Chapitre 14
Kyoko entra dans le dojo, suivie de Masato. Elle portait une tenue décontractée, mais il y avait quelque chose de traditionnel dans ses vêtements. Et surtout elle avait sous le bras deux véritables sabres maintenus dans leurs fourreaux. Son pas était franc et décidé.

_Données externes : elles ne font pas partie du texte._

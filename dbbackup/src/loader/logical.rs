//! Logical restore: myloader for mydumper output, the mysql client for
//! everything else.

use super::{LoadContext, Loader};
use crate::config::split_list;
use crate::dumper::extra_args;
use crate::dumper::logical::METADATA_FILE;
use crate::fs::walker::{walk_sorted, WalkOptions};
use crate::index::classify::classify;
use crate::index::FileType;
use crate::utils::cmd::{find_tool, ExternalCommand};
use crate::utils::errors::{BackupError, Result};
use crate::utils::glibc::{glibc_version, supports_parallel_dumper};
use crate::utils::mysqlconn::version_number;
use async_trait::async_trait;
use std::path::{Path, PathBuf};
use std::sync::Arc;
use tokio::sync::Semaphore;
use tracing::{info, warn};

/// Pick myloader when the capture came from mydumper and the C library
/// can run it.
pub async fn new_loader(ctx: LoadContext) -> Result<Box<dyn Loader>> {
    let mydumper_layout = ctx.data_dir.join(METADATA_FILE).is_file();
    if mydumper_layout && supports_parallel_dumper(glibc_version().await) {
        return Ok(Box::new(MyloaderLoader::new(ctx)?));
    }
    if mydumper_layout {
        warn!("glibc too old for myloader, loading files with the mysql client");
    }
    Ok(Box::new(MysqlClientLoader::new(ctx)?))
}

/// `--regex` for myloader built from the load filters.
pub fn load_filter_regex(databases: &[String], tables: &[String]) -> Option<String> {
    if !tables.is_empty() {
        let alts: Vec<String> = tables.iter().map(|t| regex::escape(t)).collect();
        return Some(format!("^({})$", alts.join("|")));
    }
    if !databases.is_empty() {
        let alts: Vec<String> = databases.iter().map(|d| regex::escape(d)).collect();
        return Some(format!("^({})\\.", alts.join("|")));
    }
    None
}

fn server_major_minor(version: &str) -> u32 {
    version_number(version) / 1_000
}

fn warn_on_downgrade(backup_version: &str, server_version: &str) {
    if server_major_minor(server_version) < server_major_minor(backup_version) {
        warn!(
            backup = %backup_version,
            server = %server_version,
            "Loading a dump into an older server"
        );
    }
}

pub struct MyloaderLoader {
    ctx: LoadContext,
    program: PathBuf,
}

impl MyloaderLoader {
    pub fn new(ctx: LoadContext) -> Result<Self> {
        let program = find_tool("myloader", None, ctx.tool_dir())?;
        Ok(Self { ctx, program })
    }

    pub fn args(ctx: &LoadContext) -> Vec<String> {
        let cfg = &ctx.cfg;
        let load = &cfg.logical_load;
        let mut args = vec![
            format!("--host={}", cfg.public.mysql_host),
            format!("--port={}", cfg.public.mysql_port),
            format!("--user={}", cfg.public.mysql_user),
            format!("--password={}", cfg.public.mysql_passwd),
            format!("--directory={}", ctx.data_dir.display()),
            format!("--threads={}", load.threads),
            "--verbose=2".to_string(),
        ];
        if load.enable_binlog {
            args.push("--enable-binlog".to_string());
        }
        if let Some(re) = load_filter_regex(&split_list(&load.databases), &split_list(&load.tables)) {
            args.push(format!("--regex={}", re));
        }
        args.extend(extra_args(&load.extra_opt));
        args
    }
}

#[async_trait]
impl Loader for MyloaderLoader {
    fn tool(&self) -> &'static str {
        "myloader"
    }

    async fn init_config(&mut self, server_version: &str) -> Result<()> {
        warn_on_downgrade(&self.ctx.index.mysql_version, server_version);
        Ok(())
    }

    async fn execute(&mut self) -> Result<()> {
        ExternalCommand::new(self.tool(), &self.program)
            .args(Self::args(&self.ctx))
            .log_to(self.ctx.log_path(self.tool()))
            .run()
            .await
    }
}

/// One file to replay through the client.
#[derive(Debug, Clone, PartialEq, Eq)]
pub struct SqlFile {
    pub path: PathBuf,
    pub database: Option<String>,
    pub table: Option<String>,
}

/// Schema files first: database DDL, tables, views, then triggers and the rest.
fn schema_rank(name: &str) -> u8 {
    let name = name.trim_end_matches(".zst").trim_end_matches(".gz");
    if name.ends_with("-schema-create.sql") {
        0
    } else if name.ends_with("-schema.sql") {
        1
    } else if name.ends_with("-schema-view.sql") {
        2
    } else {
        3
    }
}

fn wanted(file: &SqlFile, databases: &[String], tables: &[String]) -> bool {
    // mysqldump output names no database and is always replayed whole
    let Some(db) = &file.database else {
        return true;
    };
    if !databases.is_empty() && !databases.contains(db) {
        return false;
    }
    match (&file.table, tables.is_empty()) {
        (_, true) | (None, false) => true,
        (Some(t), false) => tables.contains(&format!("{}.{}", db, t)),
    }
}

/// Split the unpacked directory into ordered schema files and data files.
pub fn plan_files(dir: &Path, databases: &[String], tables: &[String]) -> Result<(Vec<SqlFile>, Vec<SqlFile>)> {
    let mut schema = Vec::new();
    let mut data = Vec::new();
    for file in walk_sorted(dir, &WalkOptions::default())? {
        let c = classify(&file.file_name());
        let sql = SqlFile {
            path: file.path.clone(),
            database: c.database,
            table: c.table,
        };
        if !wanted(&sql, databases, tables) {
            continue;
        }
        match c.file_type {
            FileType::Schema => schema.push(sql),
            FileType::Data => data.push(sql),
            _ => {}
        }
    }
    schema.sort_by(|a, b| {
        let rank = |f: &SqlFile| schema_rank(&f.path.to_string_lossy());
        rank(a).cmp(&rank(b)).then_with(|| a.path.cmp(&b.path))
    });
    Ok((schema, data))
}

/// A configured mysql client invocation, cheap to clone into workers.
#[derive(Debug, Clone)]
pub struct MysqlClient {
    program: PathBuf,
    base_args: Vec<String>,
    log_file: PathBuf,
    scratch_dir: PathBuf,
}

impl MysqlClient {
    pub fn from_context(ctx: &LoadContext, program: PathBuf) -> Self {
        let cfg = &ctx.cfg;
        let charset = if ctx.index.backup_charset.is_empty() {
            cfg.public.mysql_charset.clone()
        } else {
            ctx.index.backup_charset.clone()
        };
        let mut init: Vec<String> = Vec::new();
        if !cfg.logical_load.enable_binlog {
            init.push("SET SESSION sql_log_bin=0".to_string());
        }
        if !cfg.logical_load.init_command.trim().is_empty() {
            init.push(cfg.logical_load.init_command.trim().trim_end_matches(';').to_string());
        }

        let mut base_args = vec![
            format!("--host={}", cfg.public.mysql_host),
            format!("--port={}", cfg.public.mysql_port),
            format!("--user={}", cfg.public.mysql_user),
            format!("--password={}", cfg.public.mysql_passwd),
            format!("--default-character-set={}", charset),
            "--max-allowed-packet=1G".to_string(),
        ];
        if !init.is_empty() {
            base_args.push(format!("--init-command={}", init.join(";")));
        }
        base_args.extend(extra_args(&cfg.logical_load.extra_opt));

        Self {
            program,
            base_args,
            log_file: ctx.log_path("mysql"),
            scratch_dir: ctx.data_dir.clone(),
        }
    }

    pub fn command(&self, input: &Path, database: Option<&str>) -> ExternalCommand {
        let mut cmd = ExternalCommand::new("mysql", &self.program).args(self.base_args.iter().cloned());
        if let Some(db) = database {
            cmd = cmd.arg(format!("--database={}", db));
        }
        cmd.stdin_file(input).log_to(&self.log_file)
    }

    /// Replay one file, decompressing zstd members first.
    pub async fn source(&self, file: &SqlFile) -> Result<()> {
        let name = file.path.to_string_lossy().to_string();
        if name.ends_with(".gz") {
            return Err(BackupError::validation(format!(
                "{} is gzip compressed; load it with myloader",
                name
            )));
        }
        if !name.ends_with(".zst") {
            return self.command(&file.path, file.database.as_deref()).run().await;
        }

        let source = file.path.clone();
        let scratch = self.scratch_dir.clone();
        let plain = tokio::task::spawn_blocking(move || -> Result<tempfile::NamedTempFile> {
            let mut decoder = zstd::stream::read::Decoder::new(std::fs::File::open(&source)?)?;
            let mut tmp = tempfile::NamedTempFile::new_in(&scratch)?;
            std::io::copy(&mut decoder, tmp.as_file_mut())?;
            Ok(tmp)
        })
        .await
        .map_err(|e| BackupError::Process(format!("decompress task failed: {}", e)))??;
        self.command(plain.path(), file.database.as_deref()).run().await
    }
}

pub struct MysqlClientLoader {
    ctx: LoadContext,
    client: MysqlClient,
}

impl MysqlClientLoader {
    pub fn new(ctx: LoadContext) -> Result<Self> {
        let program = find_tool("mysql", None, ctx.tool_dir())?;
        let client = MysqlClient::from_context(&ctx, program);
        Ok(Self { ctx, client })
    }
}

#[async_trait]
impl Loader for MysqlClientLoader {
    fn tool(&self) -> &'static str {
        "mysql"
    }

    async fn init_config(&mut self, server_version: &str) -> Result<()> {
        warn_on_downgrade(&self.ctx.index.mysql_version, server_version);
        Ok(())
    }

    async fn execute(&mut self) -> Result<()> {
        let load = &self.ctx.cfg.logical_load;
        let (schema, data) = plan_files(
            &self.ctx.data_dir,
            &split_list(&load.databases),
            &split_list(&load.tables),
        )?;
        info!(schema = schema.len(), data = data.len(), "Replaying dump files");

        for file in &schema {
            self.client.source(file).await?;
        }

        let permits = Arc::new(Semaphore::new(load.threads.max(1)));
        let mut handles = Vec::with_capacity(data.len());
        for file in data {
            let permit = permits
                .clone()
                .acquire_owned()
                .await
                .map_err(|e| BackupError::Process(e.to_string()))?;
            let client = self.client.clone();
            handles.push(tokio::spawn(async move {
                let _permit = permit;
                client.source(&file).await
            }));
        }

        let mut first_error = None;
        for handle in handles {
            let outcome = handle
                .await
                .map_err(|e| BackupError::Process(format!("load task failed: {}", e)))
                .and_then(|r| r);
            if let Err(e) = outcome {
                warn!("Data file failed: {}", e);
                first_error.get_or_insert(e);
            }
        }
        match first_error {
            Some(e) => Err(e),
            None => Ok(()),
        }
    }
}

#[cfg(test)]
mod tests {
    use super::*;
    use crate::config::tests::sample_config;
    use crate::index::tests::sample_meta;
    use crate::index::IndexContent;
    use tempfile::TempDir;

    fn context(dir: &Path) -> LoadContext {
        let cfg = sample_config();
        LoadContext {
            index: IndexContent::new(&cfg, "tgt", "5.7.20", sample_meta()).unwrap(),
            cfg,
            data_dir: dir.to_path_buf(),
            log_dir: dir.join("logs"),
        }
    }

    #[test]
    fn test_plan_orders_schema_and_filters() -> anyhow::Result<()> {
        let dir = TempDir::new()?;
        for name in [
            "db1.t1-schema-triggers.sql",
            "db1.t1-schema.sql",
            "db1.v1-schema-view.sql",
            "db1-schema-create.sql",
            "db1.t1.00000.sql",
            "db1.t1.00001.sql.zst",
            "db2.t9.00000.sql",
            "metadata",
        ] {
            std::fs::write(dir.path().join(name), b"--")?;
        }

        let (schema, data) = plan_files(dir.path(), &["db1".to_string()], &[])?;
        let names: Vec<String> = schema
            .iter()
            .map(|f| f.path.file_name().unwrap().to_string_lossy().to_string())
            .collect();
        assert_eq!(
            names,
            vec![
                "db1-schema-create.sql",
                "db1.t1-schema.sql",
                "db1.v1-schema-view.sql",
                "db1.t1-schema-triggers.sql"
            ]
        );
        assert_eq!(data.len(), 2);
        assert!(data.iter().all(|f| f.database.as_deref() == Some("db1")));

        let (_, data) = plan_files(dir.path(), &[], &["db2.t9".to_string()])?;
        assert_eq!(data.len(), 1);
        Ok(())
    }

    #[test]
    fn test_mysqldump_file_always_loaded() -> anyhow::Result<()> {
        let dir = TempDir::new()?;
        std::fs::write(dir.path().join("100_h_127.0.0.1_3306_20240301020000_logical.sql"), b"--")?;
        let (schema, data) = plan_files(dir.path(), &["db1".to_string()], &[])?;
        assert!(schema.is_empty());
        assert_eq!(data.len(), 1);
        assert!(data[0].database.is_none());
        Ok(())
    }

    #[test]
    fn test_client_command_disables_binlog() -> anyhow::Result<()> {
        let dir = TempDir::new()?;
        let mut ctx = context(dir.path());
        ctx.cfg.logical_load.init_command = "SET foreign_key_checks=0;".to_string();
        let client = MysqlClient::from_context(&ctx, PathBuf::from("/usr/bin/mysql"));
        let cmd = client.command(Path::new("/x/db1.t1.00000.sql"), Some("db1"));
        let args = cmd.get_args();
        assert!(args
            .iter()
            .any(|a| a == "--init-command=SET SESSION sql_log_bin=0;SET foreign_key_checks=0"));
        assert_eq!(args.last().map(String::as_str), Some("--database=db1"));
        assert!(!cmd.display().contains("secret"));
        Ok(())
    }

    #[tokio::test]
    async fn test_gzip_member_rejected() -> anyhow::Result<()> {
        let dir = TempDir::new()?;
        let ctx = context(dir.path());
        let client = MysqlClient::from_context(&ctx, PathBuf::from("/usr/bin/mysql"));
        let file = SqlFile {
            path: dir.path().join("db1.t1.00000.sql.gz"),
            database: Some("db1".to_string()),
            table: Some("t1".to_string()),
        };
        assert!(matches!(client.source(&file).await, Err(BackupError::Validation(_))));
        Ok(())
    }

    #[test]
    fn test_myloader_args() -> anyhow::Result<()> {
        let dir = TempDir::new()?;
        let mut ctx = context(dir.path());
        ctx.cfg.logical_load.databases = "db1".to_string();
        ctx.cfg.logical_load.enable_binlog = true;
        let args = MyloaderLoader::args(&ctx);
        assert!(args.contains(&"--enable-binlog".to_string()));
        assert!(args.contains(&"--regex=^(db1)\\.".to_string()));
        assert_eq!(load_filter_regex(&[], &[]), None);
        Ok(())
    }
}
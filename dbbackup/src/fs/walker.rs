//! Capture directory traversal.
//!
//! Packaging and manifest building both need the capture output in a stable,
//! lexical order so that file-list entries are reproducible between runs.

use std::path::{Path, PathBuf};
use walkdir::{DirEntry, WalkDir};

/// Options for directory walking
#[derive(Debug, Clone, Default)]
pub struct WalkOptions {
    /// Follow symbolic links
    pub follow_links: bool,

    /// Maximum depth (None = unlimited)
    pub max_depth: Option<usize>,

    /// File names to skip (exact match)
    pub exclude_names: Vec<String>,
}

/// A regular file found under the capture directory
#[derive(Debug, Clone)]
pub struct CaptureFile {
    /// Full path to the file
    pub path: PathBuf,

    /// Path relative to the walk root, used as the archive member name
    pub relative_path: PathBuf,

    /// File size in bytes
    pub size: u64,
}

impl CaptureFile {
    fn from_entry(entry: &DirEntry, root: &Path) -> std::io::Result<Option<Self>> {
        let path = entry.path().to_path_buf();
        // Resolve symlinks; dangling links and links to directories are skipped
        let metadata = match std::fs::metadata(&path) {
            Ok(m) if m.is_file() => m,
            _ => return Ok(None),
        };
        let relative_path = path.strip_prefix(root).unwrap_or(&path).to_path_buf();
        Ok(Some(Self {
            path,
            relative_path,
            size: metadata.len(),
        }))
    }

    pub fn file_name(&self) -> String {
        self.path
            .file_name()
            .map(|n| n.to_string_lossy().to_string())
            .unwrap_or_default()
    }
}

/// Walk `root` and return its regular files in lexical path order.
pub fn walk_sorted(root: &Path, options: &WalkOptions) -> std::io::Result<Vec<CaptureFile>> {
    let mut walker = WalkDir::new(root)
        .follow_links(options.follow_links)
        .sort_by_file_name();

    if let Some(max_depth) = options.max_depth {
        walker = walker.max_depth(max_depth);
    }

    let mut files = Vec::new();
    for entry in walker {
        let entry = entry?;
        if entry.file_type().is_dir() || should_exclude(&entry, &options.exclude_names) {
            continue;
        }
        if let Some(file) = CaptureFile::from_entry(&entry, root)? {
            files.push(file);
        }
    }
    Ok(files)
}

/// Total size of all regular files under `root`.
pub fn calculate_total_size(root: &Path) -> std::io::Result<u64> {
    Ok(walk_sorted(root, &WalkOptions::default())?
        .iter()
        .map(|f| f.size)
        .sum())
}

fn should_exclude(entry: &DirEntry, names: &[String]) -> bool {
    let file_name = entry.file_name().to_string_lossy();
    names.iter().any(|n| *n == file_name)
}

#[cfg(test)]
mod tests {
    use super::*;
    use std::fs;
    use tempfile::TempDir;

    #[test]
    fn test_walk_empty_directory() -> std::io::Result<()> {
        let temp_dir = TempDir::new()?;
        let files = walk_sorted(temp_dir.path(), &WalkOptions::default())?;
        assert!(files.is_empty());
        Ok(())
    }

    #[test]
    fn test_walk_is_lexical() -> std::io::Result<()> {
        let temp_dir = TempDir::new()?;
        fs::write(temp_dir.path().join("db1.t2.00000.sql"), b"b")?;
        fs::write(temp_dir.path().join("db1.t1-schema.sql"), b"a")?;
        fs::create_dir(temp_dir.path().join("a_sub"))?;
        fs::write(temp_dir.path().join("a_sub/metadata"), b"m")?;
        fs::write(temp_dir.path().join("db1-schema-create.sql"), b"c")?;

        let files = walk_sorted(temp_dir.path(), &WalkOptions::default())?;
        let names: Vec<String> = files
            .iter()
            .map(|f| f.relative_path.to_string_lossy().to_string())
            .collect();
        assert_eq!(
            names,
            vec![
                "a_sub/metadata",
                "db1-schema-create.sql",
                "db1.t1-schema.sql",
                "db1.t2.00000.sql"
            ]
        );
        Ok(())
    }

    #[test]
    fn test_exclude_and_total_size() -> std::io::Result<()> {
        let temp_dir = TempDir::new()?;
        fs::write(temp_dir.path().join("file1.sql"), b"12345")?;
        fs::write(temp_dir.path().join("file2.sql"), b"1234567")?;
        assert_eq!(calculate_total_size(temp_dir.path())?, 12);

        let opts = WalkOptions {
            exclude_names: vec!["file2.sql".to_string()],
            ..Default::default()
        };
        let files = walk_sorted(temp_dir.path(), &opts)?;
        assert_eq!(files.len(), 1);
        assert_eq!(files[0].file_name(), "file1.sql");
        Ok(())
    }
}
//! Account and privilege capture into `<target>.priv`.

use crate::utils::errors::Result;
use crate::utils::mysqlconn::{quote_literal, version_number};
use sqlx::mysql::MySqlPool;
use sqlx::Row;
use std::fmt::Write as _;
use std::path::Path;
use tracing::{info, warn};

/// Accounts the server creates for itself.
pub const SYSTEM_ACCOUNTS: &[&str] = &["mysql.session", "mysql.sys", "mysql.infoschema"];

pub fn is_system_account(user: &str) -> bool {
    SYSTEM_ACCOUNTS.contains(&user)
}

pub fn account(user: &str, host: &str) -> String {
    format!("{}@{}", quote_literal(user), quote_literal(host))
}

/// Statements recreating one account: `CREATE USER` first if known, then grants.
pub fn render_account(create: Option<&str>, grants: &[String]) -> String {
    let mut out = String::new();
    if let Some(create) = create {
        let stmt = create.replacen("CREATE USER", "CREATE USER IF NOT EXISTS", 1);
        let _ = writeln!(out, "{};", stmt.trim_end_matches(';'));
    }
    for grant in grants {
        let _ = writeln!(out, "{};", grant.trim_end_matches(';'));
    }
    out
}

/// Write every non-system account to `out`. Returns the number of accounts.
pub async fn dump_grants(pool: &MySqlPool, server_version: &str, out: &Path) -> Result<usize> {
    let rows = sqlx::query("SELECT CAST(user AS CHAR) AS user, CAST(host AS CHAR) AS host FROM mysql.user")
        .fetch_all(pool)
        .await?;
    let has_create_user = version_number(server_version) >= 5_007_000;

    let mut text = String::new();
    let mut count = 0usize;
    for row in rows {
        let user: String = row.try_get("user")?;
        let host: String = row.try_get("host")?;
        if is_system_account(&user) {
            continue;
        }
        let who = account(&user, &host);

        let create = if has_create_user {
            match sqlx::query_scalar::<_, String>(&format!("SHOW CREATE USER {}", who))
                .fetch_one(pool)
                .await
            {
                Ok(stmt) => Some(stmt),
                Err(e) => {
                    warn!(account = %who, "SHOW CREATE USER failed: {}", e);
                    None
                }
            }
        } else {
            None
        };
        let grants: Vec<String> = sqlx::query_scalar(&format!("SHOW GRANTS FOR {}", who))
            .fetch_all(pool)
            .await?;

        text.push_str(&render_account(create.as_deref(), &grants));
        count += 1;
    }

    tokio::fs::write(out, text).await?;
    info!(accounts = count, file = %out.display(), "Grants captured");
    Ok(count)
}
//! Stop the `check --daemon` loop on SIGTERM or SIGINT.
//!
//! A pass already in progress finishes; launched task processes live in
//! their own process groups and are not signalled.

use tokio::signal;
use tokio::sync::broadcast;
use tracing::{info, warn};

pub struct ShutdownCoordinator {
    shutdown_tx: broadcast::Sender<()>,
}

impl ShutdownCoordinator {
    pub fn new() -> Self {
        let (shutdown_tx, _) = broadcast::channel(1);
        Self { shutdown_tx }
    }

    pub fn subscribe(&self) -> broadcast::Receiver<()> {
        self.shutdown_tx.subscribe()
    }

    pub fn trigger(&self) {
        if let Err(e) = self.shutdown_tx.send(()) {
            warn!("No loop is listening for shutdown: {}", e);
        }
    }

    /// Wait for SIGTERM or SIGINT, then notify every subscriber.
    pub async fn wait_for_signal(&self) {
        let ctrl_c = async {
            if let Err(e) = signal::ctrl_c().await {
                warn!("Cannot listen for SIGINT: {}", e);
                std::future::pending::<()>().await;
            }
        };

        let terminate = async {
            match signal::unix::signal(signal::unix::SignalKind::terminate()) {
                Ok(mut sig) => {
                    sig.recv().await;
                }
                Err(e) => {
                    warn!("Cannot listen for SIGTERM: {}", e);
                    std::future::pending::<()>().await;
                }
            }
        };

        tokio::select! {
            _ = ctrl_c => info!("Received SIGINT, stopping after the current pass"),
            _ = terminate => info!("Received SIGTERM, stopping after the current pass"),
        }
        self.trigger();
    }
}

impl Default for ShutdownCoordinator {
    fn default() -> Self {
        Self::new()
    }
}

#[cfg(test)]
mod tests {
    use super::*;

    #[tokio::test]
    async fn test_trigger_reaches_subscribers() {
        let coordinator = ShutdownCoordinator::new();
        let mut rx = coordinator.subscribe();
        let handle = tokio::spawn(async move { rx.recv().await.is_ok() });
        coordinator.trigger();
        assert!(handle.await.unwrap());
    }
}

Bien sûr, elle n’avait pas accepté la résignation du professeur Osada, la veille, quand ils s’étaient entretenus dans son bureau. Bien sûr, elle s’était révoltée, et avait défendu l’existence de Masato en usant de tous les arguments en sa procession. Comme le professeur, elle savait dès le départ que son principe fondateur représentait un risque pour les systèmes informatiques mondiaux. Et même le risque de la prise de contrôle de l’ensemble du réseau par une intelligence artificielle… Elle lui avait rappelé pour cela leur première conversation, quand elle était arrivée pour travailler sur le projet plusieurs mois plus tôt. La part de folie évoquée par le professeur dans tout acte de création, les protections qu’il avait mises dans son code source pour pouvoir le neutraliser en cas de problème. Et surtout l’idée d’en faire « quelqu’un de bien » pour qu’il ne dérape pas, pour être sûr que cette aventure technologique ne tourne pas au désastre. Elle avait été tellement surprise par ce vieux professeur d’université, à l’origine d’un projet aussi ambitieux, risqué et novateur. Une fuite en avant pour créer un futur tourné vers le savoir et l’innovation, avant que d’autres n’utilisent l’intelligence artificielle comme instrument de pouvoir ou de destruction. Et puis cette résignation, si rapide. Tout arrêter sans se battre ? Sans défendre le projet auprès des autorités, avec les arguments qu’il avait su trouver pour la convaincre elle ?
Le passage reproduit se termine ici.